Watching social interactions produces dorsomedial prefrontal and medial parietal BOLD fMRI signal increases compared to a resting baseline.
|Title||Watching social interactions produces dorsomedial prefrontal and medial parietal BOLD fMRI signal increases compared to a resting baseline.|
|Publication Type||Journal Article|
|Year of Publication||2004|
|Authors||Iacoboni, M, Lieberman MD, Knowlton BJ, Molnar-Szakacs I, Moritz M, Throop JC, Fiske AP|
|Date Published||2004 Mar|
|Keywords||Adult, Data Interpretation, Statistical, Female, Humans, Image Processing, Computer-Assisted, Interpersonal Relations, Magnetic Resonance Imaging, Male, Oxygen, Parietal Lobe, Prefrontal Cortex, Rest|
Some human brain areas are tonically active in a resting state when subjects are not engaged in any overt task. The activity of these areas decreases when subjects are engaged in a wide variety of laboratory tasks designed to study cognitive operations. It has been suggested that these areas, among them the medial parietal (precyneus) and the dorsomedial prefrontal cortices, may support a "default state" of the human brain. Passive visual observation of laboratory stimuli typically yields no change in activity in these default areas compared to rest. Here we report functional magnetic resonance imaging (fMRI) data on normal subjects watching realistic movie clips depicting everyday social interactions.
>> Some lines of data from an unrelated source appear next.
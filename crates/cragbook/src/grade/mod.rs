//! Grade scales and conversion.
//!
//! This module contains the grading systems and the conversion between them:
//! - `Category` - climbing disciplines (Boulder, Rope)
//! - `BoulderSystem`, `RopeSystem`, `GradingSystem` - named grading systems
//! - `DifficultyScale` - 16 ordered grade labels of one system
//! - `GradeRegistry`, `Conversion` - index-aligned lookup between systems

mod category;
mod registry;
mod scale;
mod system;

pub use category::*;
pub use registry::*;
pub use scale::*;
pub use system::*;
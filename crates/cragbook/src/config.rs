//! Configuration constants.
//!
//! - Grade scale shape
//! - Dashboard stats tuning
//! - Storage file names

/// Grade scale configuration.
pub mod scale {
    /// Number of grades in every difficulty scale.
    pub const SCALE_LEN: usize = 16;
}

/// Dashboard stats configuration.
pub mod stats {
    /// A climber counts as one level higher for every this many sends.
    pub const SENDS_PER_LEVEL: u32 = 10;
}

/// File names used by `JsonFileStore`.
pub mod storage {
    pub const PROFILE_FILE: &str = "profile.json";
    pub const CLIMBS_FILE: &str = "climbs.json";
}

#[cfg(test)]
mod tests {
    use super::*;

    #[test]
    fn test_scale_constants() {
        assert_eq!(scale::SCALE_LEN, 16);
    }

    #[test]
    fn test_storage_file_names_differ() {
        assert_ne!(storage::PROFILE_FILE, storage::CLIMBS_FILE);
    }
}
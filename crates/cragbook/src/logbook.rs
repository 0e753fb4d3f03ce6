//! Application state for a single climber.

use chrono::NaiveDate;
use tracing::{debug, info};

use crate::climb::{Climb, DisplayClimb, NewClimb, display_climbs};
use crate::error::Result;
use crate::grade::{BoulderSystem, GradeRegistry, RopeSystem};
use crate::profile::{GradePreferences, Profile, ProfileUpdate};
use crate::stats::UserStats;
use crate::storage::Storage;

/// Profile and climb list of one climber, persisted through a `Storage`.
pub struct Logbook<S: Storage> {
    store: S,
    registry: &'static GradeRegistry,
    profile: Profile,
    /// Newest first
    climbs: Vec<Climb>,
}

impl<S: Storage> Logbook<S> {
    /// Load the profile and climbs from `store`.
    pub fn open(store: S) -> Result<Self> {
        let profile = store.load_profile()?;
        let climbs = store.load_climbs()?;
        debug!(
            "Opened logbook with {} climbs (setup complete: {})",
            climbs.len(),
            profile.is_setup_complete()
        );
        Ok(Self {
            store,
            registry: GradeRegistry::standard(),
            profile,
            climbs,
        })
    }

    pub fn profile(&self) -> &Profile {
        &self.profile
    }

    pub fn climbs(&self) -> &[Climb] {
        &self.climbs
    }

    pub fn preferences(&self) -> &GradePreferences {
        &self.profile.grades
    }

    pub fn registry(&self) -> &'static GradeRegistry {
        self.registry
    }

    pub fn store(&self) -> &S {
        &self.store
    }

    /// Log a climb. The grade is stored exactly as entered.
    pub fn add_climb(&mut self, climb: NewClimb) -> Result<&Climb> {
        let climb = self.store.insert_climb(climb)?;
        info!("Logged climb {} ({} {})", climb.id, climb.name, climb.grade);
        let id = climb.id.clone();
        self.climbs.insert(0, climb);
        // back-filled climbs move behind newer dates
        self.climbs.sort_by(|a, b| b.date.cmp(&a.date));
        let idx = self.climbs.iter().position(|c| c.id == id).unwrap_or(0);
        Ok(&self.climbs[idx])
    }

    pub fn delete_climb(&mut self, id: &str) -> Result<()> {
        self.store.delete_climb(id)?;
        self.climbs.retain(|c| c.id != id);
        info!("Deleted climb {}", id);
        Ok(())
    }

    pub fn update_profile(&mut self, update: ProfileUpdate) -> Result<&Profile> {
        if update.is_empty() {
            return Ok(&self.profile);
        }
        self.profile.apply(update);
        self.store.save_profile(&self.profile)?;
        Ok(&self.profile)
    }

    pub fn set_grade_preferences(
        &mut self,
        boulder: Option<BoulderSystem>,
        rope: Option<RopeSystem>,
    ) -> Result<GradePreferences> {
        self.update_profile(ProfileUpdate {
            boulder_system: boulder,
            rope_system: rope,
            ..ProfileUpdate::default()
        })?;
        Ok(self.profile.grades)
    }

    /// Add or remove a saved gym. Returns true if the gym is now saved.
    pub fn toggle_saved_gym(&mut self, gym: &str) -> Result<bool> {
        let saved = self.profile.toggle_saved_gym(gym);
        self.store.save_profile(&self.profile)?;
        Ok(saved)
    }

    /// Climbs with grades converted into the preferred systems.
    pub fn display_climbs(&self) -> Vec<DisplayClimb<'_>> {
        display_climbs(&self.climbs, &self.profile.grades, self.registry)
    }

    pub fn stats(&self, today: NaiveDate) -> UserStats {
        UserStats::compute(&self.climbs, &self.profile.grades, self.registry, today)
    }

    /// Drop in-memory state back to defaults (as after signing out).
    ///
    /// Stored data is not touched.
    pub fn reset(&mut self) {
        self.profile = Profile::default();
        self.climbs.clear();
    }

    pub fn into_store(self) -> S {
        self.store
    }
}

#[cfg(test)]
mod tests {
    use super::*;
    use crate::climb::{ClimbStatus, ClimbType};
    use crate::storage::MemoryStore;

    fn date(d: u32) -> NaiveDate {
        NaiveDate::from_ymd_opt(2026, 7, d).unwrap()
    }

    #[test]
    fn test_add_climb_prepends_and_persists() {
        let mut logbook = Logbook::open(MemoryStore::new()).unwrap();
        logbook
            .add_climb(NewClimb::new("First", "V2", ClimbType::Boulder, date(1)))
            .unwrap();
        let added = logbook
            .add_climb(NewClimb::new("Second", "5.9", ClimbType::Lead, date(2)))
            .unwrap();
        assert_eq!(added.name, "Second");
        assert_eq!(logbook.climbs()[0].name, "Second");
        assert_eq!(logbook.store().load_climbs().unwrap().len(), 2);
    }

    #[test]
    fn test_backfilled_climb_sorts_by_date() {
        let mut logbook = Logbook::open(MemoryStore::new()).unwrap();
        logbook
            .add_climb(NewClimb::new("Recent", "V2", ClimbType::Boulder, date(9)))
            .unwrap();
        let added = logbook
            .add_climb(NewClimb::new("Old", "V3", ClimbType::Boulder, date(3)))
            .unwrap();
        assert_eq!(added.name, "Old");
        let names: Vec<_> = logbook.climbs().iter().map(|c| c.name.as_str()).collect();
        assert_eq!(names, ["Recent", "Old"]);
    }

    #[test]
    fn test_preference_change_affects_display_only() {
        let mut logbook = Logbook::open(MemoryStore::new()).unwrap();
        logbook
            .add_climb(NewClimb::new("Problem", "V5", ClimbType::Boulder, date(4)))
            .unwrap();
        logbook
            .set_grade_preferences(Some(BoulderSystem::Font), None)
            .unwrap();

        assert_eq!(logbook.display_climbs()[0].display_grade, "6C");
        assert_eq!(logbook.climbs()[0].grade, "V5");
        assert_eq!(
            logbook.store().load_profile().unwrap().grades.boulder,
            BoulderSystem::Font
        );
    }

    #[test]
    fn test_stats_and_delete() {
        let mut logbook = Logbook::open(MemoryStore::new()).unwrap();
        let id = logbook
            .add_climb(
                NewClimb::new("Project", "V9", ClimbType::Boulder, date(5))
                    .with_status(ClimbStatus::Failed),
            )
            .unwrap()
            .id
            .clone();
        assert_eq!(logbook.stats(date(5)).success_rate, 0);

        logbook.delete_climb(&id).unwrap();
        assert!(logbook.climbs().is_empty());
        assert!(logbook.delete_climb(&id).is_err());
    }

    #[test]
    fn test_open_uses_stored_profile() {
        let profile = Profile {
            display_name: "Alex".to_string(),
            grades: GradePreferences::new(BoulderSystem::Font, RopeSystem::French),
            ..Profile::default()
        };
        let mut logbook = Logbook::open(MemoryStore::new().with_profile(profile)).unwrap();
        assert!(logbook.profile().is_setup_complete());

        logbook
            .add_climb(NewClimb::new("Slab", "5.10", ClimbType::TopRope, date(6)))
            .unwrap();
        assert_eq!(logbook.display_climbs()[0].display_grade, "6a+");
    }

    #[test]
    fn test_toggle_gym_and_reset() {
        let mut logbook = Logbook::open(MemoryStore::new()).unwrap();
        assert!(logbook.toggle_saved_gym("Crag Hall").unwrap());
        assert_eq!(
            logbook.store().load_profile().unwrap().saved_gyms,
            ["Crag Hall"]
        );

        logbook.reset();
        assert!(logbook.profile().saved_gyms.is_empty());
        // stored data survives a reset
        let store = logbook.into_store();
        assert_eq!(store.load_profile().unwrap().saved_gyms.len(), 1);
    }
}
use super::system::{BoulderSystem, GradingSystem, RopeSystem};

/// Hueco V-Scale
pub const V_SCALE: &[&str] = &[
    "V0", "V1", "V2", "V3", "V4", "V5", "V6", "V7", "V8", "V9", "V10", "V11", "V12", "V13", "V14",
    "V15",
];

/// Fontainebleau bouldering grades
pub const FONT: &[&str] = &[
    "3", "4", "5", "6A", "6B", "6C", "7A", "7A+", "7B", "7B+", "7C", "8A", "8A+", "8B", "8B+", "8C",
];

/// Yosemite Decimal System
pub const YDS: &[&str] = &[
    "5.6", "5.7", "5.8", "5.9", "5.10-", "5.10", "5.10+", "5.11-", "5.11", "5.11+", "5.12-",
    "5.12", "5.12+", "5.13", "5.14", "5.15",
];

/// French sport grades
pub const FRENCH: &[&str] = &[
    "4", "5a", "5b", "5c", "6a", "6a+", "6b", "6b+", "6c", "7a", "7a+", "7b", "7c", "8a", "8b",
    "9a",
];

/// UIAA roman-numeral grades
pub const UIAA: &[&str] = &[
    "IV", "V-", "V", "V+", "VI-", "VI", "VI+", "VII-", "VII", "VII+", "VIII-", "VIII", "IX", "X",
    "XI", "XII",
];

/// Ordered grade labels for one grading system.
///
/// Index 0 is the easiest grade. Scales of the same category are
/// index-aligned: equal positions denote equivalent difficulty.
#[derive(Debug, Clone, PartialEq, Eq)]
pub struct DifficultyScale {
    system: GradingSystem,
    labels: &'static [&'static str],
}

impl DifficultyScale {
    pub const fn new(system: GradingSystem, labels: &'static [&'static str]) -> Self {
        Self { system, labels }
    }

    pub fn system(&self) -> GradingSystem {
        self.system
    }

    pub fn labels(&self) -> &'static [&'static str] {
        self.labels
    }

    pub fn len(&self) -> usize {
        self.labels.len()
    }

    pub fn is_empty(&self) -> bool {
        self.labels.is_empty()
    }

    /// Position of an exact label match
    pub fn index_of(&self, grade: &str) -> Option<usize> {
        self.labels.iter().position(|&label| label == grade)
    }

    pub fn label_at(&self, index: usize) -> Option<&'static str> {
        self.labels.get(index).copied()
    }

    pub fn contains(&self, grade: &str) -> bool {
        self.index_of(grade).is_some()
    }
}

/// Built-in scales, grouped by category in search order.
pub fn builtin_scales() -> Vec<DifficultyScale> {
    vec![
        DifficultyScale::new(GradingSystem::Boulder(BoulderSystem::VScale), V_SCALE),
        DifficultyScale::new(GradingSystem::Boulder(BoulderSystem::Font), FONT),
        DifficultyScale::new(GradingSystem::Rope(RopeSystem::Yds), YDS),
        DifficultyScale::new(GradingSystem::Rope(RopeSystem::French), FRENCH),
        DifficultyScale::new(GradingSystem::Rope(RopeSystem::Uiaa), UIAA),
    ]
}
In contrast with previous findings on default state brain areas, the observation of the relational segment of the movie clip, during which two persons interact, yielded increased activity in the medial parietal (precuneus) and dorsomedial prefrontal cortices, compared to rest and to observation of the segment of the movie clip depicting a single individual engaged in everyday activities. To the best of our knowledge, this is the first report of joint increased activity in medial parietal and dorsomedial prefrontal cortices. We suggest that the default state areas may participate in the processing of social relations in concert with regions previously identified as critical for social cognition that were also activated by our stimuli, including the inferior frontal cortex, the superior temporal cortex, and the fusiform gyrus.